The bible says that Jesus died for the sins of us all. That doesn't mean just those are introduced to the bible and believe, but for all who honestly seek him:
Matthew 7:7 New King James Version (NKJV)
7 “Ask, and it will be given to you; seek, and you will find; knock, and it will be opened to you.
Those who seek him will find him. They may not know that his name is Jesus or know the bible, but they are responding to the light that God has given them and will be saved. I'm not talking about every single person, but those who honestly seek him and respond to what he has revealed to them about himself. What you stated concerning that if you were born in certain countries, you would believe so and so, is not true. Christians are in every one of those countries you mentioned. Finally, my parents raised me as a christian. I'm all grown up now and I accept christianity for myself.

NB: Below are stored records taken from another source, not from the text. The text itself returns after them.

//! In-memory [`DurableStore`] implementation for tests.

use std::collections::HashMap;
use std::sync::Mutex;

use async_trait::async_trait;

use super::DurableStore;
use crate::error::Result;
use crate::types::{CheckoutAttempt, Item, Purchase, Sale};

#[derive(Default)]
struct Inner {
    sales: Vec<Sale>,
    items: Vec<Item>,
    checkout_attempts: Vec<CheckoutAttempt>,
    purchases: Vec<Purchase>,
    ended: Vec<String>,
}

/// Mutex-guarded in-memory audit tier.
#[derive(Default)]
pub struct MemoryStore {
    inner: Mutex<Inner>,
}

impl MemoryStore {
    #[must_use]
    pub fn new() -> Self {
        Self::default()
    }

    /// Statuses recorded for a sale id, for test assertions.
    #[must_use]
    pub fn sale_status(&self, sale_id: &str) -> Option<String> {
        let inner = self.inner.lock().expect("memory db lock poisoned");
        if inner.ended.iter().any(|ended| ended == sale_id) {
            return Some("ended".to_string());
        }
        inner
            .sales
            .iter()
            .find(|sale| sale.sale_id == sale_id)
            .map(|sale| sale.status.clone())
    }

    /// Number of item rows seeded for a sale.
    #[must_use]
    pub fn item_count(&self, sale_id: &str) -> usize {
        let inner = self.inner.lock().expect("memory db lock poisoned");
        inner
            .items
            .iter()
            .filter(|item| item.sale_id == sale_id)
            .count()
    }

    /// Checkout attempts logged for a code.
    #[must_use]
    pub fn attempts_for_code(&self, code: &str) -> Vec<CheckoutAttempt> {
        let inner = self.inner.lock().expect("memory db lock poisoned");
        inner
            .checkout_attempts
            .iter()
            .filter(|attempt| attempt.code == code)
            .cloned()
            .collect()
    }

    /// All recorded purchases.
    #[must_use]
    pub fn purchases(&self) -> Vec<Purchase> {
        let inner = self.inner.lock().expect("memory db lock poisoned");
        inner.purchases.clone()
    }
}

#[async_trait]
impl DurableStore for MemoryStore {
    async fn ping(&self) -> Result<()> {
        Ok(())
    }

    async fn run_migrations(&self) -> Result<()> {
        Ok(())
    }

    async fn create_sale(&self, sale: &Sale) -> Result<()> {
        let mut inner = self.inner.lock().expect("memory db lock poisoned");
        inner.sales.push(sale.clone());
        Ok(())
    }

    async fn end_sale(&self, sale_id: &str) -> Result<()> {
        let mut inner = self.inner.lock().expect("memory db lock poisoned");
        inner.ended.push(sale_id.to_string());
        Ok(())
    }

    async fn create_items(&self, items: &[Item]) -> Result<()> {
        let mut inner = self.inner.lock().expect("memory db lock poisoned");
        inner.items.extend_from_slice(items);
        Ok(())
    }

    async fn showcase_item_ids(
        &self,
        sale_id: &str,
        limit: i64,
    ) -> Result<(Vec<String>, Vec<String>)> {
        let inner = self.inner.lock().expect("memory db lock poisoned");
        let mut ids: Vec<String> = inner
            .items
            .iter()
            .filter(|item| item.sale_id == sale_id)
            .map(|item| item.item_id.clone())
            .collect();
        ids.sort_unstable();

        let limit = limit.max(0) as usize;
        let first = ids.iter().take(limit).cloned().collect();
        let last = ids.iter().rev().take(limit).cloned().collect();
        Ok((first, last))
    }

    async fn log_checkout_attempt(&self, attempt: &CheckoutAttempt) -> Result<()> {
        let mut inner = self.inner.lock().expect("memory db lock poisoned");
        inner.checkout_attempts.push(attempt.clone());
        Ok(())
    }

    async fn create_purchase(&self, purchase: &Purchase) -> Result<()> {
        let mut inner = self.inner.lock().expect("memory db lock poisoned");
        inner.purchases.push(purchase.clone());
        Ok(())
    }

    async fn update_checkout_status(&self, code: &str, status: bool) -> Result<()> {
        let mut inner = self.inner.lock().expect("memory db lock poisoned");
        for attempt in inner
            .checkout_attempts
            .iter_mut()
            .filter(|attempt| attempt.code == code)
        {
            attempt.status = status;
        }
        Ok(())
    }

    async fn count_purchases(&self, sale_id: &str) -> Result<i64> {
        let inner = self.inner.lock().expect("memory db lock poisoned");
        Ok(inner
            .purchases
            .iter()
            .filter(|purchase| purchase.sale_id == sale_id)
            .count() as i64)
    }
}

Quote:Me: You're performing some serious mental gymnastics to avoid rationality. Everyone believes that their God is the real God, everyone believes that their God affects the world and no one else's. Your God is as real as all the other Gods. It's subjective and determined by your culture. I know you're smarter than this, think outside of your perspective, consider why others believe in their gods and the look back at why you do.

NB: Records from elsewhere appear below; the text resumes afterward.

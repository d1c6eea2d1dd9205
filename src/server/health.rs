//! Aggregate health endpoint.

use axum::{extract::State, Json};
use serde_json::{json, Value};

use super::state::AppState;

/// Report reachability of both store tiers plus the metric snapshot.
///
/// Always returns 200; the per-tier statuses carry the signal so a
/// degraded process still answers load balancer probes with detail.
pub(super) async fn health(State(state): State<AppState>) -> Json<Value> {
    let database = tier_status(state.db.ping().await.is_ok());
    let cache = tier_status(state.cache.ping().await.is_ok());

    Json(json!({
        "status": "ok",
        "database": database,
        "cache": cache,
        "metrics": state.metrics.snapshot(),
    }))
}

fn tier_status(up: bool) -> Value {
    if up {
        json!({"status": "up", "message": "healthy"})
    } else {
        json!({"status": "down"})
    }
}
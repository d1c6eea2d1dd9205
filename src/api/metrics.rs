//! Metrics snapshot endpoint.

use axum::{extract::State, Json};
use serde_json::Value;

use crate::server::AppState;

/// `GET /metrics`: current counter and latency snapshot as JSON.
pub async fn metrics_snapshot(State(state): State<AppState>) -> Json<Value> {
    Json(state.metrics.snapshot())
}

You have no idea what she has experienced between God and herself and of why she's a christian.
Quote:Me: Where your born has a greater impact on what God you'll believe in than anything else. If you were born in a non-Christian region, you would not believe in the God you do now. If Yahweh is so omnipotent, why has there yet to be a child born with the foreknowledge of Yahweh's supposed existence? Why were you taught about this God at a young and impressionable age, rather than inheriting the information?

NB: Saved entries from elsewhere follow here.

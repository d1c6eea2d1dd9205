//! Sale query endpoints: current window, live status, showcase info.

use axum::{
    extract::State,
    http::StatusCode,
    response::{IntoResponse, Response},
    Json,
};
use chrono::{DateTime, Utc};
use serde::Serialize;
use serde_json::json;

use crate::error::Error;
use crate::sale::SHOWCASE_LIMIT;
use crate::server::AppState;
use crate::types::ShowcaseInfo;

#[derive(Debug, Serialize)]
pub struct CurrentSaleResponse {
    pub sale_id: String,
    pub start_time: DateTime<Utc>,
    pub end_time: DateTime<Utc>,
}

#[derive(Debug, Serialize)]
pub struct SaleStatusResponse {
    pub sale_id: String,
    pub remaining_items: i64,
    pub items_sold: i64,
    pub sale_ends_at: DateTime<Utc>,
    pub time_remaining_seconds: i64,
}

#[derive(Debug, Serialize)]
pub struct SaleInfoResponse {
    pub sale_id: String,
    pub total_items: i64,
    pub first_items: Vec<String>,
    pub last_items: Vec<String>,
}

fn no_active_sale(status: StatusCode) -> Response {
    (status, Json(json!({"error": "no active sale"}))).into_response()
}

/// `GET /sale/current`
pub async fn current_sale(State(state): State<AppState>) -> Response {
    let Some(sale) = state.sales.current_sale() else {
        return no_active_sale(StatusCode::NOT_FOUND);
    };

    Json(CurrentSaleResponse {
        sale_id: sale.sale_id,
        start_time: sale.start_time,
        end_time: sale.end_time,
    })
    .into_response()
}

/// `GET /sale/status`
///
/// `items_sold` is derived from the live inventory counter, so it
/// includes outstanding reservations that have not committed yet.
pub async fn sale_status(State(state): State<AppState>) -> Result<Response, Error> {
    let Some(sale) = state.sales.current_sale() else {
        return Ok(no_active_sale(StatusCode::NOT_FOUND));
    };

    let remaining = state.cache.inventory(&sale.sale_id).await?;
    let total = state.config.sale.total_items;

    Ok(Json(SaleStatusResponse {
        sale_id: sale.sale_id,
        remaining_items: remaining,
        items_sold: total - remaining,
        sale_ends_at: sale.end_time,
        time_remaining_seconds: (sale.end_time - Utc::now()).num_seconds().max(0),
    })
    .into_response())
}

/// `GET /sale/info`
///
/// Serves the showcase from the cache, falling back to the durable
/// tier on a miss and backfilling the cache off the request path.
pub async fn sale_info(State(state): State<AppState>) -> Result<Json<SaleInfoResponse>, Error> {
    let Some(sale) = state.sales.current_sale() else {
        return Err(Error::NoActiveSale);
    };

    let showcase = match state.cache.get_showcase(&sale.sale_id).await {
        Ok(Some(info)) => info,
        Ok(None) | Err(_) => {
            tracing::debug!(sale_id = %sale.sale_id, "showcase cache miss, reading durable tier");
            let (first_item_ids, last_item_ids) = state
                .db
                .showcase_item_ids(&sale.sale_id, SHOWCASE_LIMIT)
                .await?;
            let info = ShowcaseInfo {
                first_item_ids,
                last_item_ids,
            };

            let cache = state.cache.clone();
            let sale_id = sale.sale_id.clone();
            let backfill = info.clone();
            tokio::spawn(async move {
                if let Err(error) = cache.set_showcase(&sale_id, &backfill).await {
                    tracing::warn!(?error, %sale_id, "showcase backfill failed");
                }
            });

            info
        }
    };

    Ok(Json(SaleInfoResponse {
        sale_id: sale.sale_id,
        total_items: state.config.sale.total_items,
        first_items: showcase.first_item_ids,
        last_items: showcase.last_item_ids,
    }))
}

Like I already said before, there are millions of christians who were born in non-christian regions. As far as questioning why God didn't do it your way, I figure that if I'm God that's my business. But you're welcome to your opinion.
Quote:Me: That's an absurdly convoluted plan for a God. Look at how convinced you are of your own God's existence, now imagine how others may feel about their own. The God you worship is as real to you as their God is to them. You may find that they are as convinced as you are in their reasoning. Try to convert them, seriously attempt to convert a Hindu, Buddhist, Islamist, or Jew to Christianity. Grab every evangelical Christian you can find and attempt to convert the other 4.8 billion people in the world. It's been tried in the past, erupting nothing more than conflict.
There have been countless conversions to christianity in all parts of the world due to God working through missionaries. It happens every day.
Quote:Me: So, God is powerless without someone to speak for him?
No. He wants to use his people. That part of our mission on earth as christians.
Quote:Me: God's plan? That sounds like a feeble attempt to explain natural disasters killing millions. If the concept of God's plan is true, you have to accept that it's in God's plan for us to abort children. If God is both omnipresent and omnipotent, you must accept that God willfully allows the murder of innocent people and permits rape to take place. Epicurus says it best. "Is God willing to prevent evil, but not able? Then he is not omnipotent. Is he able, but not willing? Then he is malevolent. Is he both able and willing? Then whence comets evil? Is he neither able nor willing? Then why call him God?"
It's not his desire that evil is done. His desire is that we love one another, but it's also his desire that we have the freedom to choose between good and evil. So yes he does allow evil things to happen.